As the outbreak of Covid-19 – or “coronavirus” – continues to spread through Australia’s general population, TWU members should be aware of their rights and responsibilities when it comes to taking personal leave, workcover entitlements and accommodating quarantine requirements.

This article explains you and your employer’s rights and obligations.

What rights do workers have when quarantined?

If an employee is diagnosed with Covid-19 and is declared unfit to work by a doctor, they must take paid personal leave in accordance with the National Employment Standards in the Fair Work Act 2009 (Cth) (FWA) or their industrial instrument. The employee would likely be required to provide a medical certificate for that period.

Where an employee is not sick, and is ready, willing and able to work, a request by an employer that they not attend work is effectively a direction to stop work. This should be followed by the employee, as such a direction is likely lawful and reasonable where there is a work health and safety risk.

However, the employee should not be required to take personal leave. The employer should continue to pay the employee at their normal rate of pay while the direction to stop work remains. If an employee obtains a medical certificate clearing them to return to work the employer should allow the employee to return to work. If practicable, the employer may direct the employee to work from home during that period. However this advice is only general in nature and may vary in specific circumstances. Always consult your union before taking action.

An employee cannot be directed to take annual leave under the FWA. However they can under a term of an industrial instrument if that term is reasonable.

If an employee is required to look after a dependent who has been quarantined, the employee should use their personal leave as normal. Employees are also entitled to two days’ unpaid carers leave, and two days’ compassionate leave. Alternatively, the employee may request to implement a “flexible working arrangement” with their employer.

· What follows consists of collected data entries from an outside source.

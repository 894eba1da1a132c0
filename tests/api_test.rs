// tests/api_test.rs
mod common;

use actix_web::http::StatusCode;
use actix_web::{App, test, web};
use common::{Fakes, Outcome};
use serde_json::{Value, json};
use std::time::Duration;
use wiremock::matchers::{body_partial_json, method, path};
use wiremock::{Mock, MockServer, ResponseTemplate};
use zimage_api::config::AppConfig;
use zimage_api::{build_cors, configure_routes};

const NO_UPSCALER: &str = "http://127.0.0.1:9";

macro_rules! test_app {
    ($state:expr) => {
        test::init_service(
            App::new()
                .app_data(web::Data::new($state))
                .configure(configure_routes),
        )
        .await
    };
}

#[actix_web::test]
async fn health_check_is_always_ok() {
    let fakes = Fakes::succeeding();
    let app = test_app!(fakes.state(NO_UPSCALER));

    for uri in ["/api/", "/api"] {
        let resp = test::call_service(&app, test::TestRequest::get().uri(uri).to_request()).await;
        assert_eq!(resp.status(), StatusCode::OK);
        let body: Value = test::read_body_json(resp).await;
        assert_eq!(body["message"], "Z-Image API is running");
    }
}

#[actix_web::test]
async fn malformed_json_is_rejected() {
    let fakes = Fakes::succeeding();
    let app = test_app!(fakes.state(NO_UPSCALER));

    for uri in ["/api/generate", "/api/generate-hf", "/api/upscale"] {
        let req = test::TestRequest::post()
            .uri(uri)
            .insert_header(("X-API-Key", "key"))
            .set_payload("{\"prompt\": ")
            .to_request();
        let resp = test::call_service(&app, req).await;
        assert_eq!(resp.status(), StatusCode::BAD_REQUEST, "{uri}");
        let body: Value = test::read_body_json(resp).await;
        assert_eq!(body, json!({"error": "Invalid JSON body"}));
    }
}
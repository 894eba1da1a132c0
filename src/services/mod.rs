// src/services/mod.rs
pub mod gradio;
pub mod sse;

pub use gradio::{GradioClient, RetryPolicy};
pub use sse::{SseScanner, extract_complete_event_data};
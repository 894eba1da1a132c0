// src/openai.rs
// OpenAI-compatible image endpoints so stock OpenAI SDKs can talk to the gateway.
use crate::AppState;
use crate::catalog::provider_config;
use crate::errors::ApiError;
use crate::handlers::{DEFAULT_STEPS, header_value, parse_body, run_provider, to_dimension};
use crate::models::{GenerateSuccessResponse, ProviderGenerateRequest};
use crate::resolver::{model_ids, resolve_model};
use crate::validation::{validate_dimensions, validate_prompt, validate_steps};
use actix_web::http::StatusCode;
use actix_web::{HttpRequest, HttpResponse, ResponseError, web};
use serde::{Deserialize, Serialize};
use serde_json::json;
use thiserror::Error;

const DEFAULT_SIZE: &str = "1024x1024";
/// Fixed creation stamp reported for the static model list.
const MODELS_CREATED: i64 = 1_735_689_600;

/// Same failures as the `/api` routes, rendered in OpenAI's error shape.
#[derive(Debug, Error)]
#[error(transparent)]
pub struct OpenAiError(#[from] ApiError);

impl ResponseError for OpenAiError {
    fn status_code(&self) -> StatusCode {
        self.0.status_code()
    }

    fn error_response(&self) -> HttpResponse {
        let status = self.status_code();
        let kind = match status {
            StatusCode::BAD_REQUEST => "invalid_request_error",
            StatusCode::UNAUTHORIZED => "authentication_error",
            _ => "api_error",
        };
        HttpResponse::build(status).json(json!({
            "error": { "message": self.0.to_string(), "type": kind }
        }))
    }
}

#[derive(Debug, Clone, Default, Deserialize)]
pub struct OpenAiImageRequest {
    pub model: Option<String>,
    pub prompt: Option<String>,
    pub n: Option<u32>,
    pub size: Option<String>,
    /// Without it, whatever the provider returned is passed through.
    pub response_format: Option<ResponseFormat>,
    pub negative_prompt: Option<String>,
    pub steps: Option<f64>,
    pub seed: Option<u64>,
    pub guidance_scale: Option<f64>,
}

#[derive(Debug, Clone, Copy, PartialEq, Eq, Deserialize)]
#[serde(rename_all = "snake_case")]
pub enum ResponseFormat {
    Url,
    B64Json,
}

impl ResponseFormat {
    pub fn as_str(&self) -> &'static str {
        match self {
            ResponseFormat::Url => "url",
            ResponseFormat::B64Json => "b64_json",
        }
    }
}

#[derive(Debug, Serialize, Deserialize)]
pub struct OpenAiImageDatum {
    #[serde(skip_serializing_if = "Option::is_none")]
    pub url: Option<String>,
    #[serde(skip_serializing_if = "Option::is_none")]
    pub b64_json: Option<String>,
}

#[derive(Debug, Serialize, Deserialize)]
pub struct OpenAiImageResponse {
    pub created: i64,
    pub data: Vec<OpenAiImageDatum>,
}

#[derive(Debug, Serialize, Deserialize)]
pub struct OpenAiModelInfo {
    pub id: String,
    pub object: String,
    pub created: i64,
    pub owned_by: String,
}

#[derive(Debug, Serialize, Deserialize)]
pub struct OpenAiModelsListResponse {
    pub object: String,
    pub data: Vec<OpenAiModelInfo>,
}

/// Parses `"WIDTHxHEIGHT"`.
pub fn parse_size(size: &str) -> Result<(f64, f64), ApiError> {
    let invalid = || ApiError::Validation(format!("Invalid size: {}", size));
    let (w, h) = size.trim().split_once(['x', 'X']).ok_or_else(invalid)?;
    let w: f64 = w.trim().parse().map_err(|_| invalid())?;
    let h: f64 = h.trim().parse().map_err(|_| invalid())?;
    Ok((w, h))
}

/// Keeps only the requested image form. Providers return one form, so asking
/// for the other is a client error.
pub fn select_format(
    result: GenerateSuccessResponse,
    format: Option<ResponseFormat>,
    provider_name: &str,
) -> Result<OpenAiImageDatum, ApiError> {
    let non_empty = |v: Option<String>| v.filter(|s| !s.is_empty());
    let datum = match format {
        None => OpenAiImageDatum {
            url: result.url,
            b64_json: result.b64_json,
        },
        Some(ResponseFormat::Url) => OpenAiImageDatum {
            url: non_empty(result.url),
            b64_json: None,
        },
        Some(ResponseFormat::B64Json) => OpenAiImageDatum {
            url: None,
            b64_json: non_empty(result.b64_json),
        },
    };
    match format {
        Some(f) if datum.url.is_none() && datum.b64_json.is_none() => Err(ApiError::Validation(
            format!("response_format {} is not available from {}", f.as_str(), provider_name),
        )),
        _ => Ok(datum),
    }
}

fn bearer_token(req: &HttpRequest) -> Option<String> {
    header_value(req, "Authorization").and_then(|value| {
        let token = value
            .strip_prefix("Bearer ")
            .or_else(|| value.strip_prefix("bearer "))
            .unwrap_or(&value)
            .trim();
        (!token.is_empty()).then(|| token.to_string())
    })
}

pub async fn images_generations(
    req: HttpRequest,
    body: web::Bytes,
    data: web::Data<AppState>,
) -> Result<HttpResponse, OpenAiError> {
    let body: OpenAiImageRequest = parse_body(&body)?;

    if body.n.is_some_and(|n| n != 1) {
        return Err(ApiError::Validation("Only n=1 is supported".to_string()).into());
    }

    let resolved = resolve_model(body.model.as_deref());
    let provider_id = resolved.provider.as_str();
    if !data.registry.has(provider_id) {
        return Err(ApiError::InvalidProvider(provider_id.to_string()).into());
    }
    let provider = data.registry.get(provider_id)?;

    let token = bearer_token(&req);
    let missing_auth = provider_config(provider_id).filter(|c| c.requires_auth && token.is_none());
    if let Some(config) = missing_auth {
        return Err(ApiError::MissingAuth {
            header: "Authorization".to_string(),
            provider: config.name.to_string(),
        }
        .into());
    }

    validate_prompt(body.prompt.as_deref()).into_result()?;
    let (width, height) = parse_size(body.size.as_deref().unwrap_or(DEFAULT_SIZE))?;
    validate_dimensions(width, height).into_result()?;
    let steps = body.steps.unwrap_or(DEFAULT_STEPS);
    validate_steps(steps).into_result()?;

    let request = ProviderGenerateRequest {
        model: Some(resolved.model),
        prompt: body.prompt.unwrap_or_default(),
        negative_prompt: body.negative_prompt.filter(|p| !p.is_empty()),
        width: to_dimension(width),
        height: to_dimension(height),
        steps: Some(steps as u32),
        seed: body.seed,
        guidance_scale: body.guidance_scale,
        auth_token: token,
    };

    let provider_name = provider.name().to_string();
    let result = run_provider(provider, request).await?;
    let datum = select_format(result, body.response_format, &provider_name)?;
    Ok(HttpResponse::Ok().json(OpenAiImageResponse {
        created: chrono::Utc::now().timestamp(),
        data: vec![datum],
    }))
}

pub async fn list_models() -> HttpResponse {
    let data = model_ids()
        .into_iter()
        .map(|(id, provider)| OpenAiModelInfo {
            id,
            object: "model".to_string(),
            created: MODELS_CREATED,
            owned_by: provider.to_string(),
        })
        .collect();
    HttpResponse::Ok().json(OpenAiModelsListResponse {
        object: "list".to_string(),
        data,
    })
}
// src/providers/modelscope.rs
use super::ImageProvider;
use super::openai_compat::{ImagesGenerateBody, generate_image};
use crate::errors::ApiError;
use crate::models::{GenerateSuccessResponse, ProviderGenerateRequest};
use async_trait::async_trait;
use reqwest::Client;

pub const DEFAULT_MODEL: &str = "Tongyi-MAI/Z-Image-Turbo";

pub struct ModelScopeProvider {
    client: Client,
    base_url: String,
}

impl ModelScopeProvider {
    pub fn new(client: Client, base_url: impl Into<String>) -> Self {
        Self {
            client,
            base_url: base_url.into(),
        }
    }
}

#[async_trait]
impl ImageProvider for ModelScopeProvider {
    fn id(&self) -> &str {
        "modelscope"
    }

    fn name(&self) -> &str {
        "ModelScope"
    }

    async fn generate(
        &self,
        request: ProviderGenerateRequest,
    ) -> Result<GenerateSuccessResponse, ApiError> {
        let token = request
            .token()
            .ok_or_else(|| ApiError::Provider("Token is required for ModelScope".to_string()))?;

        let body = ImagesGenerateBody::from_request(&request, DEFAULT_MODEL);
        generate_image(&self.client, self.name(), &self.base_url, token, &body).await
    }
}
// src/providers/openai_compat.rs
// `images/generations` call shared by the OpenAI-compatible providers.
use crate::errors::ApiError;
use crate::models::{GenerateSuccessResponse, ProviderGenerateRequest};
use reqwest::Client;
use serde::{Deserialize, Serialize};

pub const DEFAULT_STEPS: u32 = 9;

#[derive(Debug, Serialize)]
pub struct ImagesGenerateBody<'a> {
    pub prompt: &'a str,
    pub model: &'a str,
    pub size: String,
    pub n: u32,
    pub negative_prompt: &'a str,
    pub num_inference_steps: u32,
    #[serde(skip_serializing_if = "Option::is_none")]
    pub guidance_scale: Option<f64>,
    #[serde(skip_serializing_if = "Option::is_none")]
    pub seed: Option<u64>,
}

impl<'a> ImagesGenerateBody<'a> {
    pub fn from_request(request: &'a ProviderGenerateRequest, default_model: &'a str) -> Self {
        Self {
            prompt: &request.prompt,
            model: request
                .model
                .as_deref()
                .filter(|m| !m.is_empty())
                .unwrap_or(default_model),
            size: request.size(),
            n: 1,
            negative_prompt: request.negative_prompt.as_deref().unwrap_or(""),
            num_inference_steps: request.steps.unwrap_or(DEFAULT_STEPS),
            guidance_scale: request.guidance_scale,
            seed: request.seed,
        }
    }
}

#[derive(Debug, Default, Deserialize)]
struct ImageDatum {
    url: Option<String>,
    b64_json: Option<String>,
}

#[derive(Debug, Default, Deserialize)]
struct ImagesResponse {
    #[serde(default)]
    data: Vec<ImageDatum>,
    /// ModelScope answers with `images: [{url}]` on some models.
    #[serde(default)]
    images: Vec<ImageDatum>,
    seed: Option<u64>,
}

/// POSTs to `{base_url}/images/generations` and normalizes the first image.
pub async fn generate_image(
    client: &Client,
    provider_name: &str,
    base_url: &str,
    token: &str,
    body: &ImagesGenerateBody<'_>,
) -> Result<GenerateSuccessResponse, ApiError> {
    let url = format!("{}/images/generations", base_url.trim_end_matches('/'));
    let response = client
        .post(&url)
        .bearer_auth(token)
        .json(body)
        .send()
        .await
        .map_err(|e| ApiError::Transport(format!("{} request failed: {}", provider_name, e)))?;

    if !response.status().is_success() {
        let status = response.status();
        let error_text = response.text().await.unwrap_or_default();
        return Err(ApiError::Provider(format!(
            "{} error ({}): {}",
            provider_name,
            status.as_u16(),
            error_text
        )));
    }

    let result: ImagesResponse = response.json().await.map_err(|e| {
        ApiError::Provider(format!("Failed to parse {} response: {}", provider_name, e))
    })?;

    let seed = result.seed.or(body.seed);
    let image = result
        .data
        .into_iter()
        .chain(result.images)
        .find(|d| d.url.is_some() || d.b64_json.is_some())
        .ok_or_else(|| ApiError::Provider(format!("No image returned from {}", provider_name)))?;

    Ok(GenerateSuccessResponse {
        url: image.url,
        b64_json: image.b64_json,
        seed,
    })
}
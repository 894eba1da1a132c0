// src/services/gradio.rs
// Two-step Gradio queue API: submit a job, then read its event stream.
use crate::errors::ApiError;
use crate::services::sse::SseScanner;
use futures_util::StreamExt;
use log::{debug, warn};
use reqwest::{Client, RequestBuilder};
use serde::Deserialize;
use serde_json::{Value, json};
use std::time::Duration;

#[derive(Debug, Clone, Copy)]
pub struct RetryPolicy {
    pub max_attempts: u32,
    pub delay: Duration,
}

impl Default for RetryPolicy {
    fn default() -> Self {
        Self {
            max_attempts: 2,
            delay: Duration::from_millis(500),
        }
    }
}

#[derive(Debug, Deserialize)]
struct QueueResponse {
    event_id: Option<String>,
}

pub struct GradioClient {
    client: Client,
    retry: RetryPolicy,
}

impl GradioClient {
    pub fn new(client: Client, retry: RetryPolicy) -> Self {
        Self { client, retry }
    }

    /// Runs the job and returns the decoded `complete` payload. Only transport
    /// failures and 5xx queue answers are retried.
    pub async fn call(
        &self,
        base_url: &str,
        endpoint: &str,
        data: Value,
        token: Option<&str>,
    ) -> Result<Value, ApiError> {
        let attempts = self.retry.max_attempts.max(1);
        let mut attempt = 1;
        loop {
            match self.call_once(base_url, endpoint, &data, token).await {
                Err(err) if err.is_retryable() && attempt < attempts => {
                    warn!(
                        "Gradio call {}/{} failed (attempt {}/{}): {}",
                        base_url, endpoint, attempt, attempts, err
                    );
                    tokio::time::sleep(self.retry.delay).await;
                    attempt += 1;
                }
                result => return result,
            }
        }
    }

    fn with_auth(builder: RequestBuilder, token: Option<&str>) -> RequestBuilder {
        match token.map(str::trim).filter(|t| !t.is_empty()) {
            Some(token) => builder.bearer_auth(token),
            None => builder,
        }
    }

    async fn call_once(
        &self,
        base_url: &str,
        endpoint: &str,
        data: &Value,
        token: Option<&str>,
    ) -> Result<Value, ApiError> {
        let base = base_url.trim_end_matches('/');
        let queue_url = format!("{}/gradio_api/call/{}", base, endpoint);

        let queue = Self::with_auth(self.client.post(&queue_url), token)
            .json(&json!({ "data": data }))
            .send()
            .await?;

        let status = queue.status();
        if !status.is_success() {
            let message = format!("Queue request failed: {}", status.as_u16());
            return Err(if status.is_server_error() {
                ApiError::Transport(message)
            } else {
                ApiError::Provider(message)
            });
        }

        let queued: QueueResponse = queue.json().await?;
        let event_id = queued
            .event_id
            .filter(|id| !id.is_empty())
            .ok_or_else(|| ApiError::Provider("No event_id returned".to_string()))?;
        debug!("Gradio job queued at {} with event {}", queue_url, event_id);

        let result = Self::with_auth(
            self.client.get(format!("{}/{}", queue_url, event_id)),
            token,
        )
        .send()
        .await?;

        let status = result.status();
        if !status.is_success() {
            let message = format!("Result request failed: {}", status.as_u16());
            return Err(if status.is_server_error() {
                ApiError::Transport(message)
            } else {
                ApiError::Provider(message)
            });
        }

        let mut scanner = SseScanner::new();
        let mut stream = result.bytes_stream();
        while let Some(chunk) = stream.next().await {
            if let Some(outcome) = scanner.feed(&chunk?) {
                return outcome;
            }
        }
        scanner.finish()
    }
}
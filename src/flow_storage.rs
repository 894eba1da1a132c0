// src/flow_storage.rs
// Generation history kept by the web client. Values are JSON strings in a
// key-value store (browser local storage in the client), wrapped in a
// versioned envelope so the layout can change later.
use crate::catalog::{ASPECT_RATIOS, default_aspect_ratio};
use crate::models::{AspectRatioPreset, GenerateSuccessResponse};
use chrono::{Local, Utc};
use log::warn;
use serde::de::DeserializeOwned;
use serde::{Deserialize, Serialize};
use serde_json::Value;
use std::collections::HashMap;
use uuid::Uuid;

pub const FLOW_STORAGE_KEY: &str = "zenith-flow-sessions";
pub const FLOW_INPUT_SETTINGS_KEY: &str = "zenith-flow-input-settings";
/// Holds a session list that could not be decoded before it is replaced.
pub const FLOW_STORAGE_UNREADABLE_KEY: &str = "zenith-flow-sessions-unreadable";
pub const SCHEMA_VERSION: u32 = 1;

pub trait KeyValueStore {
    fn get(&self, key: &str) -> Option<String>;
    fn set(&mut self, key: &str, value: String);
    fn remove(&mut self, key: &str);
}

#[derive(Debug, Default, Clone)]
pub struct MemoryStore {
    entries: HashMap<String, String>,
}

impl MemoryStore {
    pub fn new() -> Self {
        Self::default()
    }
}

impl KeyValueStore for MemoryStore {
    fn get(&self, key: &str) -> Option<String> {
        self.entries.get(key).cloned()
    }

    fn set(&mut self, key: &str, value: String) {
        self.entries.insert(key.to_string(), value);
    }

    fn remove(&mut self, key: &str) {
        self.entries.remove(key);
    }
}

#[derive(Debug, Clone, PartialEq, Serialize, Deserialize)]
#[serde(rename_all = "camelCase")]
pub struct GeneratedImage {
    pub id: String,
    pub url: String,
    pub prompt: String,
    pub aspect_ratio: String,
    pub timestamp: i64,
    pub model: String,
    #[serde(default, skip_serializing_if = "Option::is_none")]
    pub seed: Option<f64>,
    /// Milliseconds; older clients stored fractional values.
    #[serde(default, skip_serializing_if = "Option::is_none")]
    pub duration: Option<f64>,
    #[serde(default, skip_serializing_if = "Option::is_none")]
    pub is_blurred: Option<bool>,
    #[serde(default, skip_serializing_if = "Option::is_none")]
    pub is_upscaled: Option<bool>,
}

impl GeneratedImage {
    /// History entry for a successful generation; `None` when the response
    /// carries no image.
    pub fn from_response(
        response: &GenerateSuccessResponse,
        prompt: &str,
        aspect_ratio: &str,
        model: &str,
        duration_ms: Option<u64>,
    ) -> Option<Self> {
        let url = match (&response.url, &response.b64_json) {
            (Some(url), _) if !url.is_empty() => url.clone(),
            (_, Some(b64)) if !b64.is_empty() => format!("data:image/png;base64,{}", b64),
            _ => return None,
        };
        Some(Self {
            id: Uuid::new_v4().to_string(),
            url,
            prompt: prompt.to_string(),
            aspect_ratio: aspect_ratio.to_string(),
            timestamp: Utc::now().timestamp_millis(),
            model: model.to_string(),
            seed: response.seed.map(|s| s as f64),
            duration: duration_ms.map(|d| d as f64),
            is_blurred: None,
            is_upscaled: None,
        })
    }

    pub fn mark_upscaled(&mut self, url: impl Into<String>) {
        self.url = url.into();
        self.is_upscaled = Some(true);
    }
}

#[derive(Debug, Clone, PartialEq, Serialize, Deserialize)]
#[serde(rename_all = "camelCase")]
pub struct FlowSession {
    pub id: String,
    pub name: String,
    pub created_at: i64,
    pub updated_at: i64,
    #[serde(default)]
    pub images: Vec<GeneratedImage>,
}

#[derive(Debug, Clone, Default, PartialEq, Serialize, Deserialize)]
#[serde(rename_all = "camelCase", default)]
pub struct FlowInputSettings {
    pub aspect_ratio_index: usize,
    /// 0 = 1K, 1 = 2K preset of the selected aspect ratio.
    pub resolution_index: usize,
    pub prompt: String,
}

impl FlowInputSettings {
    pub fn aspect_ratio_label(&self) -> &'static str {
        ASPECT_RATIOS
            .get(self.aspect_ratio_index)
            .unwrap_or_else(default_aspect_ratio)
            .label
    }

    pub fn dimensions(&self) -> AspectRatioPreset {
        let ratio = ASPECT_RATIOS
            .get(self.aspect_ratio_index)
            .unwrap_or_else(default_aspect_ratio);
        ratio
            .presets
            .get(self.resolution_index)
            .copied()
            .unwrap_or(ratio.presets[0])
    }
}

#[derive(Serialize)]
struct Envelope<T> {
    version: u32,
    data: T,
}

pub struct FlowStorage<S: KeyValueStore> {
    store: S,
}

impl<S: KeyValueStore> FlowStorage<S> {
    pub fn new(store: S) -> Self {
        Self { store }
    }

    pub fn into_inner(self) -> S {
        self.store
    }

    /// Decodes an envelope, or a bare legacy value written before versioning.
    /// Unreadable data is treated as absent.
    fn read<T: DeserializeOwned>(&self, key: &str) -> Option<T> {
        self.decode(key).ok().flatten()
    }

    /// `Ok(None)` when nothing is stored, `Err(raw)` when the stored value
    /// cannot be decoded.
    fn decode<T: DeserializeOwned>(&self, key: &str) -> Result<Option<T>, String> {
        let Some(raw) = self.store.get(key) else {
            return Ok(None);
        };
        let value: Value = match serde_json::from_str(&raw) {
            Ok(value) => value,
            Err(e) => {
                warn!("Discarding unreadable {}: {}", key, e);
                return Err(raw);
            }
        };

        let versioned = value
            .as_object()
            .filter(|o| o.contains_key("data"))
            .and_then(|o| o.get("version"))
            .and_then(Value::as_u64);
        let payload = match versioned {
            Some(v) if v == SCHEMA_VERSION as u64 => match value.get("data") {
                Some(data) => data.clone(),
                None => return Err(raw),
            },
            Some(v) => {
                warn!("Unsupported {} schema version {}", key, v);
                return Err(raw);
            }
            None => value,
        };

        match serde_json::from_value(payload) {
            Ok(data) => Ok(Some(data)),
            Err(e) => {
                warn!("Discarding malformed {}: {}", key, e);
                Err(raw)
            }
        }
    }

    fn write<T: Serialize>(&mut self, key: &str, data: &T) {
        let envelope = Envelope {
            version: SCHEMA_VERSION,
            data,
        };
        match serde_json::to_string(&envelope) {
            Ok(raw) => self.store.set(key, raw),
            Err(e) => warn!("Failed to serialize {}: {}", key, e),
        }
    }

    pub fn load_sessions(&self) -> Vec<FlowSession> {
        self.read(FLOW_STORAGE_KEY).unwrap_or_default()
    }

    pub fn save_sessions(&mut self, sessions: &[FlowSession]) {
        self.write(FLOW_STORAGE_KEY, &sessions);
    }

    /// Sessions to modify and write back. An undecodable list is moved to
    /// `FLOW_STORAGE_UNREADABLE_KEY` first so the write cannot destroy it.
    fn sessions_for_write(&mut self) -> Vec<FlowSession> {
        match self.decode(FLOW_STORAGE_KEY) {
            Ok(sessions) => sessions.unwrap_or_default(),
            Err(raw) => {
                warn!(
                    "Keeping unreadable sessions under {}",
                    FLOW_STORAGE_UNREADABLE_KEY
                );
                self.store.set(FLOW_STORAGE_UNREADABLE_KEY, raw);
                Vec::new()
            }
        }
    }

    /// New sessions go to the front of the list.
    pub fn create_session(&mut self) -> FlowSession {
        let now = Utc::now().timestamp_millis();
        let suffix = Uuid::new_v4().simple().to_string();
        let session = FlowSession {
            id: format!("flow-{}-{}", now, &suffix[..8]),
            name: format!("Flow {}", Local::now().format("%Y/%m/%d %H:%M:%S")),
            created_at: now,
            updated_at: now,
            images: Vec::new(),
        };
        let mut sessions = self.sessions_for_write();
        sessions.insert(0, session.clone());
        self.save_sessions(&sessions);
        session
    }

    /// Replaces a session's images. Returns `false` for an unknown id.
    pub fn update_session(&mut self, session_id: &str, images: Vec<GeneratedImage>) -> bool {
        let mut sessions = self.sessions_for_write();
        let Some(session) = sessions.iter_mut().find(|s| s.id == session_id) else {
            return false;
        };
        session.images = images;
        session.updated_at = Utc::now().timestamp_millis().max(session.updated_at);
        self.save_sessions(&sessions);
        true
    }

    pub fn delete_session(&mut self, session_id: &str) {
        let sessions: Vec<FlowSession> = self
            .sessions_for_write()
            .into_iter()
            .filter(|s| s.id != session_id)
            .collect();
        self.save_sessions(&sessions);
    }

    pub fn load_input_settings(&self) -> FlowInputSettings {
        self.read(FLOW_INPUT_SETTINGS_KEY).unwrap_or_default()
    }

    pub fn save_input_settings(&mut self, settings: &FlowInputSettings) {
        self.write(FLOW_INPUT_SETTINGS_KEY, settings);
    }

    pub fn clear(&mut self) {
        self.store.remove(FLOW_STORAGE_KEY);
        self.store.remove(FLOW_INPUT_SETTINGS_KEY);
    }
}
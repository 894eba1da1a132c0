// tests/common/mod.rs
#![allow(dead_code)]

use async_trait::async_trait;
use std::sync::atomic::{AtomicUsize, Ordering};
use std::sync::{Arc, Mutex};
use std::time::Duration;
use zimage_api::AppState;
use zimage_api::errors::ApiError;
use zimage_api::models::{GenerateSuccessResponse, ProviderGenerateRequest};
use zimage_api::providers::{ImageProvider, ProviderRegistry};
use zimage_api::services::{GradioClient, RetryPolicy};

pub enum Outcome {
    Image(&'static str),
    Empty,
    Fail(&'static str),
}

/// Adapter double that records what the route layer hands it.
pub struct FakeProvider {
    id: &'static str,
    name: &'static str,
    outcome: Outcome,
    calls: AtomicUsize,
    last: Mutex<Option<ProviderGenerateRequest>>,
}

impl FakeProvider {
    pub fn new(id: &'static str, name: &'static str, outcome: Outcome) -> Arc<Self> {
        Arc::new(Self {
            id,
            name,
            outcome,
            calls: AtomicUsize::new(0),
            last: Mutex::new(None),
        })
    }

    pub fn calls(&self) -> usize {
        self.calls.load(Ordering::SeqCst)
    }

    pub fn last_request(&self) -> ProviderGenerateRequest {
        self.last
            .lock()
            .unwrap()
            .clone()
            .expect("provider was not called")
    }
}

#[async_trait]
impl ImageProvider for FakeProvider {
    fn id(&self) -> &str {
        self.id
    }

    fn name(&self) -> &str {
        self.name
    }

    async fn generate(
        &self,
        request: ProviderGenerateRequest,
    ) -> Result<GenerateSuccessResponse, ApiError> {
        self.calls.fetch_add(1, Ordering::SeqCst);
        *self.last.lock().unwrap() = Some(request);
        match self.outcome {
            Outcome::Image(url) => Ok(GenerateSuccessResponse {
                url: Some(url.to_string()),
                b64_json: None,
                seed: Some(42),
            }),
            Outcome::Empty => Ok(GenerateSuccessResponse::default()),
            Outcome::Fail(message) => Err(ApiError::Provider(message.to_string())),
        }
    }
}

pub fn gradio_client() -> Arc<GradioClient> {
    gradio_client_with(reqwest::Client::new())
}

/// Client whose every request gives up after `timeout`.
pub fn gradio_client_with_timeout(timeout: Duration) -> Arc<GradioClient> {
    let client = reqwest::Client::builder()
        .timeout(timeout)
        .build()
        .unwrap();
    gradio_client_with(client)
}

fn gradio_client_with(client: reqwest::Client) -> Arc<GradioClient> {
    Arc::new(GradioClient::new(
        client,
        RetryPolicy {
            max_attempts: 2,
            delay: Duration::from_millis(10),
        },
    ))
}

pub struct Fakes {
    pub gitee: Arc<FakeProvider>,
    pub huggingface: Arc<FakeProvider>,
    pub modelscope: Arc<FakeProvider>,
}

impl Fakes {
    pub fn with_outcomes(gitee: Outcome, huggingface: Outcome, modelscope: Outcome) -> Self {
        Self {
            gitee: FakeProvider::new("gitee", "Gitee AI", gitee),
            huggingface: FakeProvider::new("huggingface", "HuggingFace", huggingface),
            modelscope: FakeProvider::new("modelscope", "ModelScope", modelscope),
        }
    }

    pub fn succeeding() -> Self {
        Self::with_outcomes(
            Outcome::Image("https://gitee.com/out.png"),
            Outcome::Image("https://space.hf.space/out.png"),
            Outcome::Image("https://modelscope.cn/out.png"),
        )
    }

    pub fn state(&self, upscaler_url: &str) -> AppState {
        self.state_with(upscaler_url, gradio_client())
    }

    pub fn state_with(&self, upscaler_url: &str, gradio: Arc<GradioClient>) -> AppState {
        let registry = ProviderRegistry::builder()
            .register(self.gitee.clone())
            .register(self.huggingface.clone())
            .register(self.modelscope.clone())
            .build();
        AppState::new(registry, gradio, upscaler_url)
    }
}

Such a request can only be denied on reasonable business grounds, for example, if it would be impractical or too expensive for the employer to implement.

Can employees be treated differently after a coronavirus diagnosis?

If an employee is diagnosed with coronavirus, they are entitled to take their personal leave just as if it were the common cold or flu. If an employer were to take any “adverse action” against them for exercising such a right – for example, by terminating their employment, or reducing their shifts – they may be in breach of the FWA, as well as State and Federal anti-discrimination legislation.

When the employee has recovered and is declared fit for work, their employer must allow them to return. If the employee’s illness has left them with some impairment, the employer cannot discriminate against them on the basis of that impairment, provided they can still meet the inherent requirements of the role.

In the event that an employee is dismissed due to having been diagnosed with coronavirus, or for taking leave to self-quarantine or look after family in quarantine, the dismissal may be unfair under the FWA.

What are the rights of casual workers?

Casual workers are not entitled to paid sick leave. However, they may be entitled to two days unpaid carers leave if they are required to look after an immediate family member who has been quarantined, and two days unpaid compassionate leave.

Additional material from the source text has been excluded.